Rule 7: Culture matters. Examine the past as well as the present. To understand where societies are headed, look at where they are from. Read Geertz and Mulder’s books on Java and Hla Pe’s “Burma”. Historical, popular and material cultural perspectives are generally more instructive than non-parametric statistics when understanding Asia.
Rule 8: Get out of the office. Research isn’t a white collar occupation although most research companies resemble accountancy firms where researchers imperiously compile data from questionnaires and focus groups that are brought in from the chaotic and non-airconditioned world.
Online communities are great but have not replaced the need for Wandering About. Speak to people on the train, on the street, in their homes, in the bars and coffee shops. Observe. This is a crucial part of the quest for enlightenment, not an optional product clients can buy under the guise of “ethnography”. Keep in mind that you have been commissioned to solve a problem not run “x” number of focus groups or conduct “y” interviews.
Rule 9: Make up your own rules. Read the textbooks but then explore new solutions. For example, the ESOMAR handbook tells us that focus group respondents shouldn’t know each other but, in our experience, it’s preferable to have a groups of teenagers who are friends in order to have them comfortable with their peers. They are also more likely to tell the truth amongst people who know them.

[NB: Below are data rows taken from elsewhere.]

//! 通话状态机
//!
//! 每个好友最多一个通话。状态转换表：
//!
//! | 当前 | 触发 | 下一状态 |
//! |---|---|---|
//! | Idle | 本端 call | OutgoingRinging |
//! | Idle | 对端邀请 | IncomingRinging |
//! | IncomingRinging | 本端 answer | Active |
//! | OutgoingRinging | 对端接听 | Active |
//! | 振铃 / Active | 挂断、kill、对端掉线 | Ended |
//!
//! Ended 是终止状态，记录随即被删除，好友重新回到 Idle。
//! 振铃不设超时，由应用决定何时取消。

use crate::transport::FriendNumber;
use std::fmt;
use tracing::warn;
use uuid::Uuid;

/// 通话状态
#[derive(Debug, Clone, Copy, PartialEq, Eq, Hash)]
pub enum CallState {
    Idle,
    OutgoingRinging,
    IncomingRinging,
    Active,
    Ended,
}

impl fmt::Display for CallState {
    fn fmt(&self, f: &mut fmt::Formatter<'_>) -> fmt::Result {
        let name = match self {
            CallState::Idle => "idle",
            CallState::OutgoingRinging => "outgoing-ringing",
            CallState::IncomingRinging => "incoming-ringing",
            CallState::Active => "active",
            CallState::Ended => "ended",
        };
        f.write_str(name)
    }
}

/// 状态转换触发条件
#[derive(Debug, Clone, Copy, PartialEq, Eq)]
pub enum Trigger {
    /// 本端发起呼叫
    LocalCall,
    /// 收到对端呼叫邀请
    PeerOffer,
    /// 本端接听
    LocalAnswer,
    /// 对端接听
    PeerAccept,
    /// 挂断（本端取消、对端挂断、对端掉线或会话 kill）
    Hangup,
}

/// 转换表；不合法的转换返回 None
pub fn next_state(from: CallState, trigger: Trigger) -> Option<CallState> {
    use CallState::*;
    match (from, trigger) {
        (Idle, Trigger::LocalCall) => Some(OutgoingRinging),
        (Idle, Trigger::PeerOffer) => Some(IncomingRinging),
        (IncomingRinging, Trigger::LocalAnswer) => Some(Active),
        (OutgoingRinging, Trigger::PeerAccept) => Some(Active),
        (OutgoingRinging | IncomingRinging | Active, Trigger::Hangup) => Some(Ended),
        _ => None,
    }
}

/// 一端的媒体能力（通过信令交换）
#[derive(Debug, Clone, Copy, PartialEq, Eq, Default)]
pub struct Capabilities {
    pub send_audio: bool,
    pub send_video: bool,
    pub receive_audio: bool,
    pub receive_video: bool,
}

impl Capabilities {
    /// 什么都不收发（暂停）
    pub const NONE: Capabilities = Capabilities {
        send_audio: false,
        send_video: false,
        receive_audio: false,
        receive_video: false,
    };

    /// 根据码率推导本端能力：默认接收音视频，码率非 0 的流才发送
    pub fn for_bit_rates(audio_bit_rate: u32, video_bit_rate: u32) -> Self {
        Self {
            send_audio: audio_bit_rate > 0,
            send_video: video_bit_rate > 0,
            receive_audio: true,
            receive_video: true,
        }
    }

    /// 是否有视频在流动（发送或接收）
    pub fn carries_video(&self) -> bool {
        self.send_video || self.receive_video
    }
}

/// 协商得到的音视频码率（bit/s，0 表示关闭该流）
#[derive(Debug, Clone, Copy, PartialEq, Eq, Default)]
pub struct BitRates {
    pub audio: u32,
    pub video: u32,
}

impl BitRates {
    pub fn new(audio: u32, video: u32) -> Self {
        Self { audio, video }
    }

    /// 音视频都关闭
    pub fn is_disabled(&self) -> bool {
        self.audio == 0 && self.video == 0
    }
}

/// 非法状态转换
#[derive(Debug, Clone, Copy, PartialEq, Eq)]
pub struct IllegalTransition {
    pub from: CallState,
    pub trigger: Trigger,
}

/// 与某个好友的通话记录
#[derive(Debug, Clone)]
pub struct Call {
    id: Uuid,
    friend: FriendNumber,
    state: CallState,
    bit_rates: BitRates,
    /// 本端当前能力
    self_caps: Capabilities,
    /// 对端最近一次声明的能力
    peer_caps: Capabilities,
    /// 暂停前的本端能力，恢复时使用
    paused_caps: Option<Capabilities>,
}

impl Call {
    /// 本端发起的呼叫（进入 OutgoingRinging）
    pub fn outgoing(friend: FriendNumber, bit_rates: BitRates) -> Self {
        let mut call = Self::idle(friend, Capabilities::NONE);
        call.bit_rates = bit_rates;
        call.self_caps = Capabilities::for_bit_rates(bit_rates.audio, bit_rates.video);
        call.leave_idle(Trigger::LocalCall);
        call
    }

    /// 对端发起的呼叫（进入 IncomingRinging）
    pub fn incoming(friend: FriendNumber, peer_caps: Capabilities) -> Self {
        let mut call = Self::idle(friend, peer_caps);
        call.leave_idle(Trigger::PeerOffer);
        call
    }

    fn leave_idle(&mut self, trigger: Trigger) {
        if let Err(e) = self.apply(trigger) {
            warn!("通话 {} 状态转换异常: {:?}", self.id, e);
        }
    }

    fn idle(friend: FriendNumber, peer_caps: Capabilities) -> Self {
        Self {
            id: Uuid::new_v4(),
            friend,
            state: CallState::Idle,
            bit_rates: BitRates::default(),
            self_caps: Capabilities::NONE,
            peer_caps,
            paused_caps: None,
        }
    }

    /// 按转换表推进状态
    pub fn apply(&mut self, trigger: Trigger) -> Result<CallState, IllegalTransition> {
        let next = next_state(self.state, trigger).ok_or(IllegalTransition {
            from: self.state,
            trigger,
        })?;
        self.state = next;
        Ok(next)
    }

    pub fn id(&self) -> Uuid {
        self.id
    }

    pub fn friend(&self) -> FriendNumber {
        self.friend
    }

    pub fn state(&self) -> CallState {
        self.state
    }

    pub fn bit_rates(&self) -> BitRates {
        self.bit_rates
    }

    pub fn self_capabilities(&self) -> Capabilities {
        self.self_caps
    }

    pub fn peer_capabilities(&self) -> Capabilities {
        self.peer_caps
    }

    pub fn is_paused(&self) -> bool {
        self.paused_caps.is_some()
    }

    pub(crate) fn set_bit_rates(&mut self, bit_rates: BitRates) {
        self.bit_rates = bit_rates;
    }

    pub(crate) fn set_self_capabilities(&mut self, caps: Capabilities) {
        self.self_caps = caps;
    }

    pub(crate) fn set_peer_capabilities(&mut self, caps: Capabilities) {
        self.peer_caps = caps;
    }

    /// 暂停：保存当前能力，返回暂停后的能力
    pub(crate) fn pause(&mut self) -> Capabilities {
        self.paused_caps = Some(self.self_caps);
        self.self_caps = Capabilities::NONE;
        self.self_caps
    }

    /// 暂停前保存的能力
    pub fn paused_capabilities(&self) -> Option<Capabilities> {
        self.paused_caps
    }

    /// 根据新码率更新发送方向；暂停中则更新暂停前保存的能力。返回当前生效的能力
    pub(crate) fn set_send_streams(&mut self, bit_rates: BitRates) -> Capabilities {
        let target = match self.paused_caps.as_mut() {
            Some(caps) => caps,
            None => &mut self.self_caps,
        };
        target.send_audio = bit_rates.audio > 0;
        target.send_video = bit_rates.video > 0;
        self.self_caps
    }

    /// 恢复：还原暂停前的能力
    pub(crate) fn resume(&mut self) -> Capabilities {
        if let Some(caps) = self.paused_caps.take() {
            self.self_caps = caps;
        }
        self.self_caps
    }

    /// 是否有媒体在流动
    pub fn is_media_flowing(&self) -> bool {
        self.state == CallState::Active && !self.is_paused()
    }
}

Get out of the traditional group “fishbowl”. Recruit consumers in situ so you know they really do drink XO cognac or go clubbing or whatever your consumers are meant to do. Reconvene groups. Sensitise respondents. Call them up after a group session and clarify their responses in private. Use more than one moderator. Listen unobtrusively. The best researchers are like the best photographers, chameleons whose presence doesn’t influence the experiment.

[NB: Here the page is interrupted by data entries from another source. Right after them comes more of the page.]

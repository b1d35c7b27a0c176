//! 通话引擎
//!
//! 一个会话一个引擎，按好友编号维护通话表，负责呼叫/接听/控制/码率的协商，
//! 以及在迭代时处理对端信令。操作失败时返回引擎失败码，由 `error` 模块
//! 映射到用户可见的错误。失败的操作不会修改通话表。

use crate::call::scheduler::IterationScheduler;
use crate::call::state::{BitRates, Call, CallState, Capabilities, Trigger};
use crate::config::SessionConfig;
use crate::dispatch::{Dispatcher, PeerState};
use crate::error::{AnswerStatus, BitRateSetStatus, CallControlStatus, CallStatus, NewStatus};
use crate::media::{self, MediaCodec};
use crate::transport::{CallSignal, FriendNumber, Transport};
use std::collections::HashMap;
use tracing::{debug, info, trace, warn};

/// 通话控制指令
#[derive(Debug, Clone, Copy, PartialEq, Eq)]
pub enum CallControl {
    /// 恢复被暂停的通话
    Resume,
    /// 暂停通话（不收发任何媒体）
    Pause,
    /// 取消呼叫、拒接或挂断
    Cancel,
    /// 不再接收对端音频
    MuteAudio,
    /// 恢复接收对端音频
    UnmuteAudio,
    /// 不再接收对端视频
    HideVideo,
    /// 恢复接收对端视频
    ShowVideo,
}

/// 通话引擎
pub struct CallEngine {
    /// 好友编号 -> 通话
    calls: HashMap<FriendNumber, Call>,

    config: SessionConfig,

    scheduler: IterationScheduler,

    codec: Box<dyn MediaCodec>,
}

impl CallEngine {
    /// 创建引擎，预留通话表容量
    pub fn new(config: SessionConfig, codec: Box<dyn MediaCodec>) -> Result<Self, NewStatus> {
        let mut calls = HashMap::new();
        calls
            .try_reserve(config.initial_call_capacity)
            .map_err(|_| NewStatus::Malloc)?;

        Ok(Self {
            calls,
            scheduler: IterationScheduler::new(&config),
            config,
            codec,
        })
    }

    pub fn config(&self) -> &SessionConfig {
        &self.config
    }

    /// 好友的通话状态；没有通话时为 Idle
    pub fn call_state(&self, friend: FriendNumber) -> CallState {
        self.calls.get(&friend).map(Call::state).unwrap_or(CallState::Idle)
    }

    /// 好友的通话记录
    pub fn call_info(&self, friend: FriendNumber) -> Option<&Call> {
        self.calls.get(&friend)
    }

    /// 当前通话数（包括振铃）
    pub fn call_count(&self) -> usize {
        self.calls.len()
    }

    /// 下一次迭代前应等待的毫秒数
    pub fn iteration_interval(&self) -> u32 {
        self.scheduler.interval(self.calls.values())
    }

    /// 发起呼叫
    pub fn call(
        &mut self,
        transport: &dyn Transport,
        friend: FriendNumber,
        bit_rates: BitRates,
    ) -> Result<(), CallStatus> {
        if !self.config.call_bit_rates_valid(bit_rates) {
            return Err(CallStatus::InvalidBitRate);
        }
        if !transport.friend_exists(friend) {
            return Err(CallStatus::FriendNotFound);
        }
        if !transport.is_friend_connected(friend) {
            return Err(CallStatus::FriendNotConnected);
        }
        if self.calls.contains_key(&friend) {
            return Err(CallStatus::FriendAlreadyInCall);
        }
        if self.calls.try_reserve(1).is_err() {
            return Err(CallStatus::Malloc);
        }

        let call = Call::outgoing(friend, bit_rates);
        if let Err(e) = transport.send_signal(friend, CallSignal::Invite(call.self_capabilities())) {
            warn!("呼叫好友 {} 失败，邀请未发出: {}", friend, e);
            return Err(CallStatus::Sync);
        }

        info!(
            "呼叫好友 {}: 通话 {}, 音频 {} bit/s, 视频 {} bit/s",
            friend,
            call.id(),
            bit_rates.audio,
            bit_rates.video
        );
        self.calls.insert(friend, call);
        Ok(())
    }

    /// 接听呼叫；失败时通话保持振铃，可以稍后重试
    pub fn answer(
        &mut self,
        transport: &dyn Transport,
        friend: FriendNumber,
        bit_rates: BitRates,
    ) -> Result<(), AnswerStatus> {
        if !transport.friend_exists(friend) {
            return Err(AnswerStatus::FriendNotFound);
        }
        if !self.config.call_bit_rates_valid(bit_rates) {
            return Err(AnswerStatus::InvalidBitRate);
        }

        let Some(call) = self.calls.get_mut(&friend) else {
            return Err(AnswerStatus::FriendNotCalling);
        };
        if call.state() != CallState::IncomingRinging {
            return Err(AnswerStatus::FriendNotCalling);
        }

        if let Err(e) = media::prepare_transmission(self.codec.as_mut(), friend, bit_rates) {
            warn!("通话 {} 编解码初始化失败: {}", call.id(), e);
            return Err(AnswerStatus::CodecInitialization);
        }

        let caps = Capabilities::for_bit_rates(bit_rates.audio, bit_rates.video);
        if let Err(e) = transport.send_signal(friend, CallSignal::Start(caps)) {
            warn!("通话 {} 接听信令未发出: {}", call.id(), e);
            self.codec.close(friend);
            return Err(AnswerStatus::Sync);
        }

        call.set_bit_rates(bit_rates);
        call.set_self_capabilities(caps);
        if let Err(e) = call.apply(Trigger::LocalAnswer) {
            // 上面已经检查过状态
            warn!("通话 {} 状态转换异常: {:?}", call.id(), e);
        }

        info!("已接听好友 {} 的通话 {}", friend, call.id());
        Ok(())
    }

    /// 通话控制
    pub fn control(
        &mut self,
        transport: &dyn Transport,
        friend: FriendNumber,
        control: CallControl,
    ) -> Result<(), CallControlStatus> {
        if !transport.friend_exists(friend) {
            return Err(CallControlStatus::FriendNotFound);
        }

        let Some(call) = self.calls.get_mut(&friend) else {
            return Err(CallControlStatus::FriendNotInCall);
        };

        if control == CallControl::Cancel {
            // 对端不可达时也在本地结束通话，对端会自行超时
            if let Err(e) = transport.send_signal(friend, CallSignal::End) {
                debug!("通话 {} 挂断信令未发出: {}", call.id(), e);
            }
            self.end_call(friend);
            return Ok(());
        }

        // 接听之前只能取消
        if call.state() != CallState::Active {
            return Err(CallControlStatus::FriendNotInCall);
        }

        let current = call.self_capabilities();
        let next = match control {
            CallControl::Pause if !call.is_paused() => Capabilities::NONE,
            CallControl::Resume => match call.paused_capabilities() {
                Some(caps) => caps,
                None => return Err(CallControlStatus::InvalidTransition),
            },
            CallControl::MuteAudio if !call.is_paused() && current.receive_audio => Capabilities {
                receive_audio: false,
                ..current
            },
            CallControl::UnmuteAudio if !call.is_paused() && !current.receive_audio => Capabilities {
                receive_audio: true,
                ..current
            },
            CallControl::HideVideo if !call.is_paused() && current.receive_video => Capabilities {
                receive_video: false,
                ..current
            },
            CallControl::ShowVideo if !call.is_paused() && !current.receive_video => Capabilities {
                receive_video: true,
                ..current
            },
            _ => return Err(CallControlStatus::InvalidTransition),
        };

        if let Err(e) = transport.send_signal(friend, CallSignal::Change(next)) {
            warn!("通话 {} 控制 {:?} 失败: {}", call.id(), control, e);
            return Err(CallControlStatus::Sync);
        }

        match control {
            CallControl::Pause => {
                call.pause();
            }
            CallControl::Resume => {
                call.resume();
            }
            _ => call.set_self_capabilities(next),
        }

        debug!("通话 {} 执行控制 {:?}，本端能力 {:?}", call.id(), control, next);
        Ok(())
    }

    /// 调整码率；None 表示保持不变
    pub fn set_bit_rate(
        &mut self,
        transport: &dyn Transport,
        friend: FriendNumber,
        audio: Option<u32>,
        video: Option<u32>,
    ) -> Result<(), BitRateSetStatus> {
        if audio.is_some_and(|rate| !self.config.audio_bit_rate_valid(rate))
            || video.is_some_and(|rate| !self.config.video_bit_rate_valid(rate))
        {
            return Err(BitRateSetStatus::InvalidBitRate);
        }
        if !transport.friend_exists(friend) {
            return Err(BitRateSetStatus::FriendNotFound);
        }

        let Some(call) = self.calls.get_mut(&friend) else {
            return Err(BitRateSetStatus::FriendNotInCall);
        };
        // 振铃中的码率在 call/answer 时协商
        if call.state() != CallState::Active {
            return Err(BitRateSetStatus::FriendNotInCall);
        }

        let current = call.bit_rates();
        let next = BitRates::new(audio.unwrap_or(current.audio), video.unwrap_or(current.video));
        if next.is_disabled() {
            return Err(BitRateSetStatus::InvalidBitRate);
        }
        if next == current {
            return Ok(());
        }

        // 通话中且某个流开/关时，需要通知对端
        if call.is_media_flowing() {
            let caps = Capabilities {
                send_audio: next.audio > 0,
                send_video: next.video > 0,
                ..call.self_capabilities()
            };
            if caps != call.self_capabilities() {
                if let Err(e) = transport.send_signal(friend, CallSignal::Change(caps)) {
                    warn!("通话 {} 码率变更未能通知对端: {}", call.id(), e);
                    return Err(BitRateSetStatus::Sync);
                }
            }
        }

        call.set_bit_rates(next);
        call.set_send_streams(next);
        self.codec.set_bit_rates(friend, next);

        debug!("通话 {} 码率调整为 {:?}", call.id(), next);
        Ok(())
    }

    /// 执行一次迭代：处理到达的信令、检测掉线、推进编解码
    pub fn iterate(&mut self, transport: &dyn Transport, dispatcher: &mut Dispatcher) {
        while let Some((friend, signal)) = transport.poll_signal() {
            self.handle_signal(transport, dispatcher, friend, signal);
        }

        let lost: Vec<FriendNumber> = self
            .calls
            .keys()
            .copied()
            .filter(|&friend| !transport.friend_exists(friend) || !transport.is_friend_connected(friend))
            .collect();
        for friend in lost {
            info!("好友 {} 已断开，结束通话", friend);
            self.end_call(friend);
            dispatcher.call_state(friend, PeerState::Error);
        }

        for call in self.calls.values().filter(|call| call.is_media_flowing()) {
            if let Some(suggestion) = self.codec.iterate(call.friend()) {
                dispatcher.bit_rate_suggestion(call.friend(), suggestion);
            }
        }
    }

    /// 结束所有通话，不通知对端
    pub fn shutdown(&mut self) {
        let friends: Vec<FriendNumber> = self.calls.keys().copied().collect();
        if !friends.is_empty() {
            info!("强制结束 {} 个通话", friends.len());
        }
        for friend in friends {
            self.end_call(friend);
        }
    }

    fn handle_signal(
        &mut self,
        transport: &dyn Transport,
        dispatcher: &mut Dispatcher,
        friend: FriendNumber,
        signal: CallSignal,
    ) {
        trace!("收到好友 {} 的信令 {:?}", friend, signal);

        match signal {
            CallSignal::Invite(peer) => match self.call_state(friend) {
                CallState::Idle => self.on_offer(transport, dispatcher, friend, peer),
                // 双方同时呼叫，视为对端接听
                CallState::OutgoingRinging => self.on_accept(transport, dispatcher, friend, peer),
                state => debug!("好友 {} 重复邀请（当前 {}），忽略", friend, state),
            },
            CallSignal::Start(peer) => {
                if self.call_state(friend) == CallState::OutgoingRinging {
                    self.on_accept(transport, dispatcher, friend, peer);
                } else {
                    debug!("好友 {} 的接听信令与当前状态不符，忽略", friend);
                }
            }
            CallSignal::Change(peer) => match self.calls.get_mut(&friend) {
                Some(call) if call.state() == CallState::Active => {
                    call.set_peer_capabilities(peer);
                    dispatcher.call_state(friend, PeerState::Active(peer));
                }
                _ => debug!("好友 {} 不在通话中，忽略能力变更", friend),
            },
            CallSignal::End => {
                if self.end_call(friend).is_some() {
                    dispatcher.call_state(friend, PeerState::Finished);
                }
            }
        }
    }

    fn on_offer(
        &mut self,
        transport: &dyn Transport,
        dispatcher: &mut Dispatcher,
        friend: FriendNumber,
        peer: Capabilities,
    ) {
        if self.calls.try_reserve(1).is_err() {
            warn!("无法为好友 {} 的呼叫分配资源，拒接", friend);
            if let Err(e) = transport.send_signal(friend, CallSignal::End) {
                debug!("拒接信令未发出（好友 {}）: {}", friend, e);
            }
            return;
        }

        let call = Call::incoming(friend, peer);
        info!("收到好友 {} 的呼叫: 通话 {}", friend, call.id());
        self.calls.insert(friend, call);
        dispatcher.call_offer(friend, peer);
    }

    fn on_accept(
        &mut self,
        transport: &dyn Transport,
        dispatcher: &mut Dispatcher,
        friend: FriendNumber,
        peer: Capabilities,
    ) {
        let Some(call) = self.calls.get_mut(&friend) else {
            return;
        };

        if let Err(e) = media::prepare_transmission(self.codec.as_mut(), friend, call.bit_rates()) {
            warn!("通话 {} 编解码初始化失败，挂断: {}", call.id(), e);
            if let Err(e) = transport.send_signal(friend, CallSignal::End) {
                debug!("通话 {} 挂断信令未发出: {}", call.id(), e);
            }
            self.end_call(friend);
            dispatcher.call_state(friend, PeerState::Error);
            return;
        }

        call.set_peer_capabilities(peer);
        match call.apply(Trigger::PeerAccept) {
            Ok(_) => {
                info!("好友 {} 已接听通话 {}", friend, call.id());
                dispatcher.call_state(friend, PeerState::Active(peer));
            }
            Err(e) => warn!("通话 {} 状态转换异常: {:?}", call.id(), e),
        }
    }

    /// 删除通话记录并释放编解码资源
    fn end_call(&mut self, friend: FriendNumber) -> Option<Call> {
        let mut call = self.calls.remove(&friend)?;
        let was_active = call.state() == CallState::Active;

        if let Err(e) = call.apply(Trigger::Hangup) {
            warn!("通话 {} 状态转换异常: {:?}", call.id(), e);
        }
        if was_active {
            self.codec.close(friend);
        }

        info!("通话 {} 已结束（好友 {}）", call.id(), friend);
        Some(call)
    }
}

Rule 10: Enjoy yourself! Research is now cool – it wasn’t always the case. But it was always interesting. The journeymen/women of Asian Strategies have run focus groups in locales as diverse as Melanesian caves (ahh, Plato) and seafood restaurants in Kowloon with triad members who insisted on standing up throughout the two hour session (at least three moderators are required for this as two are inevitably yam singed under the table).
We’ve been poked with spears by irate Papuan respondents, dodged landmines in Khmer Rouge areas of Cambodia, been stoned by drunken fishermen in Banda Aceh and helped extinguish a fire in our hotel on Gizo (Solomon Islands) to save two thousand questionnaires from a radio survey. All in the name of consumer behaviour.
So get into some comfortable clothes, slap on the sunscreen and get out there kids. You probably won’t become a millionaire but you will become a better researcher and be more valued by your clients. Oh, and don’t forget to bill fifty percent of the fee up front.